Por que nos recordamos mais dos cheiros que dos ruídos?

A região do cérebro ligada ao odor tem o nome de córtex olfativo e situa-se muito próximo das zonas da memória: o hipocampo e a amígdala. Por isso, o relacionamento entre os odores que sentimos e as recordações que eles evocam é muito rápida, efetuando-se com exatidão. As regiões do cérebro relacionadas com
outras sensações que não o odor, estão mais afastadas das da memória. Isto explica o porquê das recordações relacionadas com os ruídos são menos fortes.

O cérebro das raparigas é diferente do dos rapazes?

Ligeiramente. Primeiro, o dos rapazes é um pouco maior que o das raparigas, mas isso não é prova de inteligência superior. Existem ainda pequenas coisas específicas relacionadas com a evolução ao longo de milhares de anos. Por exemplo, os rapazes têm um melhor sentido de orientação que as raparigas,
porque os nossos antepassados saíam para a caça, enquanto as mulheres ficavam em casa. Mas a maior parte das diferenças entre eles vêm da educação.

O nosso cérebro cresce se pensarmos muito?

Felizmente não. Imagina como seria a cabeça dos grandes sábios! Ele não cresce mas pode mudar ligeiramente, se estimulado. Os cientistas mostraram, por exemplo, que no hipocampo dos taxistas, uma das zonas que nos permitem situarmo-nos no espaço, os neurónios tinham mais conexões entre eles, do que nas pessoas com outras profissões. É como se o cérebro do taxista se tivesse especializado, à força de percorrer as centenas de ruas da cidade.

Porque é que é fácil decorar letras de canções?

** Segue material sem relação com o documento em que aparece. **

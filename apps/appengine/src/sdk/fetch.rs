//! Archive fetching.
//!
//! A zip archive keeps its directory of entries at the end of the file, so
//! extraction needs random access. Remote archives are therefore buffered in
//! memory in full before they are handed to the installer; local archives
//! are opened directly.
//!
//! Buffering is fine for SDK-sized archives (a few hundred MB at most).
//! Streaming extraction over ranged HTTP reads would be needed for anything
//! much larger.

use std::fs::File;
use std::io::{Cursor, Read, Seek, SeekFrom, Write};
use std::time::Instant;

use anyhow::Result;
use futures_util::StreamExt;
use rand::Rng;
use reqwest::{StatusCode, Url};

use super::config::HttpSettings;
use super::source::ResolvedSource;
use crate::errors::SdkError;

/// Maximum number of download attempts.
const MAX_RETRIES: u32 = 3;

/// Base delay between retries in milliseconds.
const BASE_RETRY_DELAY_MS: u64 = 1000;

/// Minimum interval between progress updates in milliseconds.
const PROGRESS_INTERVAL_MS: u128 = 250;

/// Upper bound on the buffer reserved up front from `Content-Length`.
const MAX_PREALLOCATION: u64 = 64 * 1024 * 1024;

/// A seekable view of an archive, either in memory or on disk.
///
/// Dropping the stream releases the buffer or closes the file.
#[derive(Debug)]
pub enum ArchiveStream {
    /// A downloaded archive held in memory.
    Memory(Cursor<Vec<u8>>),
    /// An archive read straight from disk.
    File(File),
}

impl Read for ArchiveStream {
    fn read(&mut self, buf: &mut [u8]) -> std::io::Result<usize> {
        match self {
            Self::Memory(cursor) => cursor.read(buf),
            Self::File(file) => file.read(buf),
        }
    }
}

impl Seek for ArchiveStream {
    fn seek(&mut self, pos: SeekFrom) -> std::io::Result<u64> {
        match self {
            Self::Memory(cursor) => cursor.seek(pos),
            Self::File(file) => file.seek(pos),
        }
    }
}

/// Opens a resolved source for reading.
///
/// # Errors
///
/// Returns [`SdkError::FetchError`] if the download fails or ends with a
/// non-success status, or if the local file is missing or unreadable.
pub async fn open(source: &ResolvedSource, http: &HttpSettings) -> Result<ArchiveStream> {
    match source {
        ResolvedSource::Remote { url, .. } => {
            let bytes = download(url, http).await?;
            Ok(ArchiveStream::Memory(Cursor::new(bytes)))
        }
        ResolvedSource::Local(path) => {
            tracing::debug!(path = %path.display(), "opening local archive");
            let file = File::open(path).map_err(|e| {
                let message = if e.kind() == std::io::ErrorKind::NotFound {
                    format!("archive not found: {}", path.display())
                } else {
                    format!("failed to open archive: {}", path.display())
                };
                SdkError::fetch_with_source(message, e)
            })?;
            Ok(ArchiveStream::File(file))
        }
    }
}

/// Outcome of one download attempt.
enum Attempt {
    Done(Vec<u8>),
    /// Worth trying again: transport errors and server-side failures.
    Transient(anyhow::Error),
    Fatal(anyhow::Error),
}

/// Downloads `url` into memory, retrying transient failures.
async fn download(url: &Url, http: &HttpSettings) -> Result<Vec<u8>> {
    let client = http.client()?;
    let mut last_error = None;

    for attempt in 0..MAX_RETRIES {
        if attempt > 0 {
            let delay = calculate_retry_delay(attempt);
            println!("Retrying download (attempt {}/{MAX_RETRIES})...", attempt + 1);
            tokio::time::sleep(std::time::Duration::from_millis(delay)).await;
        }

        match download_once(&client, url).await {
            Attempt::Done(bytes) => return Ok(bytes),
            Attempt::Fatal(e) => return Err(e),
            Attempt::Transient(e) => {
                tracing::warn!(%url, attempt = attempt + 1, error = %e, "download attempt failed");
                last_error = Some(e);
            }
        }
    }

    Err(last_error.unwrap_or_else(|| {
        SdkError::fetch(format!("download failed after {MAX_RETRIES} attempts: {url}")).into()
    }))
}

async fn download_once(client: &reqwest::Client, url: &Url) -> Attempt {
    let response = match client.get(url.clone()).send().await {
        Ok(response) => response,
        Err(e) => {
            return Attempt::Transient(
                SdkError::fetch_with_source(format!("failed to connect to {url}"), e).into(),
            );
        }
    };

    let status = response.status();
    if !status.is_success() {
        let err = http_error(status, url);
        return if status.is_server_error() {
            Attempt::Transient(err)
        } else {
            Attempt::Fatal(err)
        };
    }

    let total = response.content_length().unwrap_or(0);
    let mut buffer = Vec::with_capacity(initial_capacity(total));
    let mut stream = response.bytes_stream();
    let start_time = Instant::now();
    let mut last_update = Instant::now();
    let mut progress_shown = false;

    while let Some(chunk) = stream.next().await {
        let chunk = match chunk {
            Ok(chunk) => chunk,
            Err(e) => {
                if progress_shown {
                    println!();
                }
                return Attempt::Transient(
                    SdkError::fetch_with_source(format!("failed to read body of {url}"), e).into(),
                );
            }
        };
        buffer.extend_from_slice(&chunk);

        let now = Instant::now();
        if now.duration_since(last_update).as_millis() >= PROGRESS_INTERVAL_MS {
            print_progress(buffer.len() as u64, total, start_time.elapsed().as_secs_f64());
            last_update = now;
            progress_shown = true;
        }
    }

    print_progress(buffer.len() as u64, total, start_time.elapsed().as_secs_f64());
    println!();
    tracing::info!(%url, bytes = buffer.len(), "downloaded archive");

    Attempt::Done(buffer)
}

/// Buffer size to reserve for a body the server claims is `total` bytes.
fn initial_capacity(total: u64) -> usize {
    usize::try_from(total.min(MAX_PREALLOCATION)).unwrap_or(0)
}

/// Maps a non-success status to a fetch error.
fn http_error(status: StatusCode, url: &Url) -> anyhow::Error {
    let message = match status.as_u16() {
        404 => format!("archive not found at {url}"),
        code if code >= 500 => format!("server error ({code}): {url}"),
        code => format!("HTTP error {code}: {url}"),
    };
    SdkError::fetch(message).into()
}

/// Prints a simple text-based progress line.
#[allow(clippy::cast_precision_loss)]
#[allow(clippy::cast_possible_truncation)]
#[allow(clippy::cast_sign_loss)]
fn print_progress(downloaded: u64, total: u64, elapsed_secs: f64) {
    let percent = if total > 0 {
        (downloaded as f64 / total as f64 * 100.0).min(100.0) as u8
    } else {
        0
    };
    let speed = if elapsed_secs > 0.0 {
        downloaded as f64 / elapsed_secs
    } else {
        0.0
    };

    print!(
        "\r{}/{} ({percent}%) {}/s     ",
        format_bytes(downloaded),
        format_bytes(total),
        format_bytes(speed as u64)
    );
    let _ = std::io::stdout().flush();
}

/// Formats bytes into a human-readable string (KB, MB, GB).
fn format_bytes(bytes: u64) -> String {
    const KB: f64 = 1024.0;
    const MB: f64 = KB * 1024.0;
    const GB: f64 = MB * 1024.0;

    #[allow(clippy::cast_precision_loss)]
    let bytes_f = bytes as f64;

    if bytes_f >= GB {
        format!("{:.2} GB", bytes_f / GB)
    } else if bytes_f >= MB {
        format!("{:.2} MB", bytes_f / MB)
    } else if bytes_f >= KB {
        format!("{:.2} KB", bytes_f / KB)
    } else {
        format!("{bytes} B")
    }
}

/// Calculates the retry delay with exponential backoff and jitter.
///
/// The delay doubles with each attempt (1s, 2s, 4s) with +/- 25% jitter.
fn calculate_retry_delay(attempt: u32) -> u64 {
    let base_delay = BASE_RETRY_DELAY_MS * 2u64.pow(attempt - 1);
    let jitter_range = base_delay / 4;
    let jitter = rand::rng().random_range(0..=jitter_range * 2);
    base_delay - jitter_range + jitter
}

Entre as letras das canções preferidas e uma lição de história, é claro que as letras das canções ficam gravadas mais depressa na memória. E porquê? Porque são palavras que para nós são mais interessantes, e para as decorar não se exige muita concentração. Além disso, a capacidade de memorização não é a mesma para todos. Para uns basta escutarem uma vez a lição. Outros precisam de utilizar técnicas de memorização.

Porquê a matemática e as línguas são difíceis?

Quanto à matemática, os cientistas afirmam que o cérebro, para manipular os números, recorre a regiões organizadas em rede. Teoricamente, todos podemos ser fortes em matemática. São sobretudo as diferenças de educação que fazem com que alguns sejam melhores que outros. Quanto às línguas estrangeiras, o que acontece é que nascemos com um cérebro com os neurónios preparados para aprender a língua materna desde os primeiros meses de vida.

Os cérebros doentes poderão ser reparados?

Neste momento, não é possível curar as doenças do cérebro. Por exemplo, as doenças neurodegenerativas, como a de Alzheimer que faz perder a memória. Os cientistas sonham pelo dia em que poderão cultivar células, para substituir os neurónios desaparecidos ou que já não funcionam. E haverá no futuro cérebros artificiais?

Através do cérebro podem melhorar-se os recordes desportivos?

No desporto existem os músculos… e também a cabeça. Para correr depressa, é preciso querer. Para que um desportista alcance um recorde, deve estar extremamente motivado! Além deste treino mental, alguns dopantes químicos actuam directamente nos neurónios e permitem obter uma melhor resistência, estimulando o cérebro.

Será possível ler os pesamentos das pessoas?

Há experiências feitas no sentido de ler o que a pessoa está a pensar. Por exemplo, um cientista mostra a uma pessoa desenhos diferentes. Observando quais as zonas activadas do cérebro, pode adivinhar para qual desenho olhava. Alguns aproveitaram experiências para criar os “detetores de mentiras”. Mas os resultados destes testes não podem ser provados cientificamente.